> **Task brief**
Please give, word for word, the line containing "async fn hgetall(&self, key: &str)" and every line that comes after it in the data below.
⟨
//! # Shared Keyed Store
//!
//! The call engine keeps no cross-request state in process memory. Every piece of
//! shared mutable truth (the waiting line, the per-agent occupancy markers, the
//! per-session locks and the session records) lives in a keyed store that offers
//! per-key atomic primitives and nothing more. There are no multi-key transactions.
//!
//! [`KeyedStore`] is the seam. It mirrors the small subset of the Redis command set
//! the engine relies on:
//!
//! | Operation            | Redis equivalent            |
//! |----------------------|-----------------------------|
//! | [`set_nx`]           | `SET key val NX PX ttl`     |
//! | [`set`]              | `SET key val [PX ttl]`      |
//! | [`get`] / [`exists`] | `GET` / `EXISTS`            |
//! | [`del`] / [`expire`] | `DEL` / `PEXPIRE`           |
//! | [`hset_many`]        | `HSET key f1 v1 f2 v2 ...`  |
//! | [`hget`] / [`hgetall`] | `HGET` / `HGETALL`        |
//! | [`zadd`] / [`zrem`]  | `ZADD` / `ZREM`             |
//! | [`zrange`] / [`zscore`] | `ZRANGE` / `ZSCORE`      |
//! | [`zincrby`]          | `ZINCRBY`                   |
//!
//! An in-process implementation, [`MemoryStore`], is provided for single-node
//! deployments and tests.
//!
//! [`set_nx`]: KeyedStore::set_nx
//! [`set`]: KeyedStore::set
//! [`get`]: KeyedStore::get
//! [`exists`]: KeyedStore::exists
//! [`del`]: KeyedStore::del
//! [`expire`]: KeyedStore::expire
//! [`hset_many`]: KeyedStore::hset_many
//! [`hget`]: KeyedStore::hget
//! [`hgetall`]: KeyedStore::hgetall
//! [`zadd`]: KeyedStore::zadd
//! [`zrem`]: KeyedStore::zrem
//! [`zrange`]: KeyedStore::zrange
//! [`zscore`]: KeyedStore::zscore
//! [`zincrby`]: KeyedStore::zincrby

use std::collections::HashMap;
use std::time::Duration;

use async_trait::async_trait;
use thiserror::Error;

pub mod memory;

pub use memory::MemoryStore;

/// Errors raised by a keyed store backend
#[derive(Error, Debug, Clone, PartialEq)]
pub enum StoreError {
    /// The key holds a value of a different type than the operation expects
    #[error("wrong type for key '{0}'")]
    WrongType(String),

    /// The backend could not be reached
    #[error("store unavailable: {0}")]
    Unavailable(String),

    /// Any other backend failure
    #[error("store backend error: {0}")]
    Backend(String),
}

/// Result type for store operations
pub type StoreResult<T> = std::result::Result<T, StoreError>;

/// Capability set the call engine requires from the shared store.
///
/// Every method is atomic with respect to the single key it touches.
/// Implementations must be safe to share between concurrent request handlers.
#[async_trait]
pub trait KeyedStore: Send + Sync + 'static {
    /// Set `key` to `value` with a TTL only if the key is absent.
    ///
    /// Returns `true` when the value was written.
    async fn set_nx(&self, key: &str, value: &str, ttl: Duration) -> StoreResult<bool>;

    /// Unconditionally set a string value, replacing any previous value and TTL.
    async fn set(&self, key: &str, value: &str, ttl: Option<Duration>) -> StoreResult<()>;

    /// Read a string value.
    async fn get(&self, key: &str) -> StoreResult<Option<String>>;

    /// Whether the key exists, whatever its type.
    async fn exists(&self, key: &str) -> StoreResult<bool>;

    /// Delete a key. Returns `true` if something was removed.
    async fn del(&self, key: &str) -> StoreResult<bool>;

    /// Set a TTL on an existing key. Returns `false` if the key does not exist.
    async fn expire(&self, key: &str, ttl: Duration) -> StoreResult<bool>;

    /// Upsert several hash fields at once.
    async fn hset_many(&self, key: &str, fields: &[(&str, &str)]) -> StoreResult<()>;

    /// Read one hash field.
    async fn hget(&self, key: &str, field: &str) -> StoreResult<Option<String>>;

    /// Read every field of a hash. A missing key yields an empty map.
    async fn hgetall(&self, key: &str) -> StoreResult<HashMap<String, String>>;

    /// Add or re-score a sorted set member. Returns `true` if the member is new.
    async fn zadd(&self, key: &str, score: f64, member: &str) -> StoreResult<bool>;

    /// Remove a sorted set member. Returns `true` if it was present.
    async fn zrem(&self, key: &str, member: &str) -> StoreResult<bool>;

    /// Members by ascending score between two inclusive ranks.
    ///
    /// Negative ranks count from the end, as in Redis.
    async fn zrange(&self, key: &str, start: isize, stop: isize) -> StoreResult<Vec<String>>;

    /// Score of a sorted set member.
    async fn zscore(&self, key: &str, member: &str) -> StoreResult<Option<f64>>;

    /// Increment a member's score, creating it at `delta` if absent.
    async fn zincrby(&self, key: &str, delta: f64, member: &str) -> StoreResult<f64>;

    /// Health probe.
    async fn ping(&self) -> StoreResult<()>;
}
⟩
> **Response below**
    async fn hgetall(&self, key: &str) -> StoreResult<HashMap<String, String>>;

    /// Add or re-score a sorted set member. Returns `true` if the member is new.
    async fn zadd(&self, key: &str, score: f64, member: &str) -> StoreResult<bool>;

    /// Remove a sorted set member. Returns `true` if it was present.
    async fn zrem(&self, key: &str, member: &str) -> StoreResult<bool>;

    /// Members by ascending score between two inclusive ranks.
    ///
    /// Negative ranks count from the end, as in Redis.
    async fn zrange(&self, key: &str, start: isize, stop: isize) -> StoreResult<Vec<String>>;

    /// Score of a sorted set member.
    async fn zscore(&self, key: &str, member: &str) -> StoreResult<Option<f64>>;

    /// Increment a member's score, creating it at `delta` if absent.
    async fn zincrby(&self, key: &str, delta: f64, member: &str) -> StoreResult<f64>;

    /// Health probe.
    async fn ping(&self) -> StoreResult<()>;
}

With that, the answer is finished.